BEGIN Data
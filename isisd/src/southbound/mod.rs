//
// Copyright (c) The Holo Core Contributors
//
// SPDX-License-Identifier: MIT
//
// Sponsored by NLnet as part of the Next Generation Internet initiative.
// See: https://nlnet.nl/NGI0
//

pub mod rx;
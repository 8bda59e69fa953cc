//
// Copyright (c) The Holo Core Contributors
//
// SPDX-License-Identifier: MIT
//
// Sponsored by NLnet as part of the Next Generation Internet initiative.
// See: https://nlnet.nl/NGI0
//

//
// IS-IS configuration flow:
//                            +--------------+
//                            |  northbound  |
//                            +--------------+
//                                   |
//                       commit (1x) |
//                                   V
//                            +--------------+
//    iface_update (Nx) ->    |   instance   |
//                            +--------------+
//                                   |
//              protocol_output (1x) |
//                                   V
//                            +--------------+
//                            | LSDB/SPF/PDU |
//                            +--------------+
//
// Work resulting from configuration changes is handed off to the protocol
// collaborators without waiting for it to complete.
//

// IS-IS inter-task message types.
pub mod messages {
    use derive_new::new;
    use serde::{Deserialize, Serialize};

    // Type aliases.
    pub type ProtocolOutputMsg = output::ProtocolMsg;

    // Output messages (instance -> protocol collaborators).
    pub mod output {
        use super::*;
        use crate::levels::{LevelNumber, LevelType};

        #[derive(Clone, Debug, Eq, PartialEq)]
        #[derive(Deserialize, Serialize)]
        pub enum ProtocolMsg {
            LspGenerate(LspGenerateMsg),
            LspRegenerate(LspRegenerateMsg),
            CircuitUp(CircuitUpdMsg),
            CircuitDown(CircuitUpdMsg),
            AreaDestroyed(AreaDestroyedMsg),
        }

        // Request to originate the local LSP of an area for the first time.
        #[derive(Clone, Debug, Eq, PartialEq)]
        #[derive(Deserialize, Serialize, new)]
        pub struct LspGenerateMsg {
            pub area: String,
            pub level: LevelNumber,
        }

        // Request to schedule the reorigination of the local LSPs of an
        // area.
        #[derive(Clone, Debug, Eq, PartialEq)]
        #[derive(Deserialize, Serialize, new)]
        pub struct LspRegenerateMsg {
            pub area: String,
            pub level_type: LevelType,
        }

        #[derive(Clone, Debug, Eq, PartialEq)]
        #[derive(Deserialize, Serialize, new)]
        pub struct CircuitUpdMsg {
            pub area: String,
            pub ifname: String,
            pub level_type: LevelType,
        }

        // The area's LSDB, timers and SPF state must be torn down.
        #[derive(Clone, Debug, Eq, PartialEq)]
        #[derive(Deserialize, Serialize, new)]
        pub struct AreaDestroyedMsg {
            pub area: String,
        }
    }
}
//! Per-user tally of successful sign-ins.
//!
//! Two independent handlers feed the counter: one when an account is created
//! and one on every successful login.

use rusqlite::{params, Connection, OptionalExtension};

use crate::db::models::LoginCounter;

/// A fresh account starts with a zero counter.
pub fn on_user_created(conn: &Connection, user_id: &str) -> rusqlite::Result<()> {
    conn.execute(
        "INSERT INTO login_counters (user_id, login_count) VALUES (?1, 0)",
        params![user_id],
    )?;
    tracing::debug!(user_id, "login counter created");
    Ok(())
}

/// Count one successful login and return the new total.
///
/// Accounts without a counter row (created before counting existed, e.g. a
/// bootstrap admin) get a row that starts at 1.
pub fn on_login_succeeded(conn: &Connection, user_id: &str) -> rusqlite::Result<i64> {
    match get(conn, user_id)? {
        None => {
            conn.execute(
                "INSERT INTO login_counters (user_id, login_count) VALUES (?1, 1)",
                params![user_id],
            )?;
            Ok(1)
        }
        Some(counter) => {
            let login_count = counter.login_count + 1;
            conn.execute(
                "UPDATE login_counters SET login_count = ?1 WHERE user_id = ?2",
                params![login_count, user_id],
            )?;
            Ok(login_count)
        }
    }
}

pub fn get(conn: &Connection, user_id: &str) -> rusqlite::Result<Option<LoginCounter>> {
    conn.query_row(
        "SELECT user_id, login_count FROM login_counters WHERE user_id = ?1",
        params![user_id],
        |row| {
            Ok(LoginCounter {
                user_id: row.get(0)?,
                login_count: row.get(1)?,
            })
        },
    )
    .optional()
}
END Data
◆ Exercise instructions ◆
Word for word, restate all of the records.

◆ Solution for this exercise ◆
filename isisd/src/southbound/mod.rs
//
// Copyright (c) The Holo Core Contributors
//
// SPDX-License-Identifier: MIT
//
// Sponsored by NLnet as part of the Next Generation Internet initiative.
// See: https://nlnet.nl/NGI0
//

pub mod rx;
repository 8bda59e69fa953cc
//
// Copyright (c) The Holo Core Contributors
//
// SPDX-License-Identifier: MIT
//
// Sponsored by NLnet as part of the Next Generation Internet initiative.
// See: https://nlnet.nl/NGI0
//

//
// IS-IS configuration flow:
//                            +--------------+
//                            |  northbound  |
//                            +--------------+
//                                   |
//                       commit (1x) |
//                                   V
//                            +--------------+
//    iface_update (Nx) ->    |   instance   |
//                            +--------------+
//                                   |
//              protocol_output (1x) |
//                                   V
//                            +--------------+
//                            | LSDB/SPF/PDU |
//                            +--------------+
//
// Work resulting from configuration changes is handed off to the protocol
// collaborators without waiting for it to complete.
//

// IS-IS inter-task message types.
pub mod messages {
    use derive_new::new;
    use serde::{Deserialize, Serialize};

    // Type aliases.
    pub type ProtocolOutputMsg = output::ProtocolMsg;

    // Output messages (instance -> protocol collaborators).
    pub mod output {
        use super::*;
        use crate::levels::{LevelNumber, LevelType};

        #[derive(Clone, Debug, Eq, PartialEq)]
        #[derive(Deserialize, Serialize)]
        pub enum ProtocolMsg {
            LspGenerate(LspGenerateMsg),
            LspRegenerate(LspRegenerateMsg),
            CircuitUp(CircuitUpdMsg),
            CircuitDown(CircuitUpdMsg),
            AreaDestroyed(AreaDestroyedMsg),
        }

        // Request to originate the local LSP of an area for the first time.
        #[derive(Clone, Debug, Eq, PartialEq)]
        #[derive(Deserialize, Serialize, new)]
        pub struct LspGenerateMsg {
            pub area: String,
            pub level: LevelNumber,
        }

        // Request to schedule the reorigination of the local LSPs of an
        // area.
        #[derive(Clone, Debug, Eq, PartialEq)]
        #[derive(Deserialize, Serialize, new)]
        pub struct LspRegenerateMsg {
            pub area: String,
            pub level_type: LevelType,
        }

        #[derive(Clone, Debug, Eq, PartialEq)]
        #[derive(Deserialize, Serialize, new)]
        pub struct CircuitUpdMsg {
            pub area: String,
            pub ifname: String,
            pub level_type: LevelType,
        }

        // The area's LSDB, timers and SPF state must be torn down.
        #[derive(Clone, Debug, Eq, PartialEq)]
        #[derive(Deserialize, Serialize, new)]
        pub struct AreaDestroyedMsg {
            pub area: String,
        }
    }
}
//! Per-user tally of successful sign-ins.
//!
//! Two independent handlers feed the counter: one when an account is created
//! and one on every successful login.

use rusqlite::{params, Connection, OptionalExtension};

use crate::db::models::LoginCounter;

/// A fresh account starts with a zero counter.
pub fn on_user_created(conn: &Connection, user_id: &str) -> rusqlite::Result<()> {
    conn.execute(
        "INSERT INTO login_counters (user_id, login_count) VALUES (?1, 0)",
        params![user_id],
    )?;
    tracing::debug!(user_id, "login counter created");
    Ok(())
}

/// Count one successful login and return the new total.
///
/// Accounts without a counter row (created before counting existed, e.g. a
/// bootstrap admin) get a row that starts at 1.
pub fn on_login_succeeded(conn: &Connection, user_id: &str) -> rusqlite::Result<i64> {
    match get(conn, user_id)? {
        None => {
            conn.execute(
                "INSERT INTO login_counters (user_id, login_count) VALUES (?1, 1)",
                params![user_id],
            )?;
            Ok(1)
        }
        Some(counter) => {
            let login_count = counter.login_count + 1;
            conn.execute(
                "UPDATE login_counters SET login_count = ?1 WHERE user_id = ?2",
                params![login_count, user_id],
            )?;
            Ok(login_count)
        }
    }
}

pub fn get(conn: &Connection, user_id: &str) -> rusqlite::Result<Option<LoginCounter>> {
    conn.query_row(
        "SELECT user_id, login_count FROM login_counters WHERE user_id = ?1",
        params![user_id],
        |row| {
            Ok(LoginCounter {
                user_id: row.get(0)?,
                login_count: row.get(1)?,
            })
        },
    )
    .optional()
}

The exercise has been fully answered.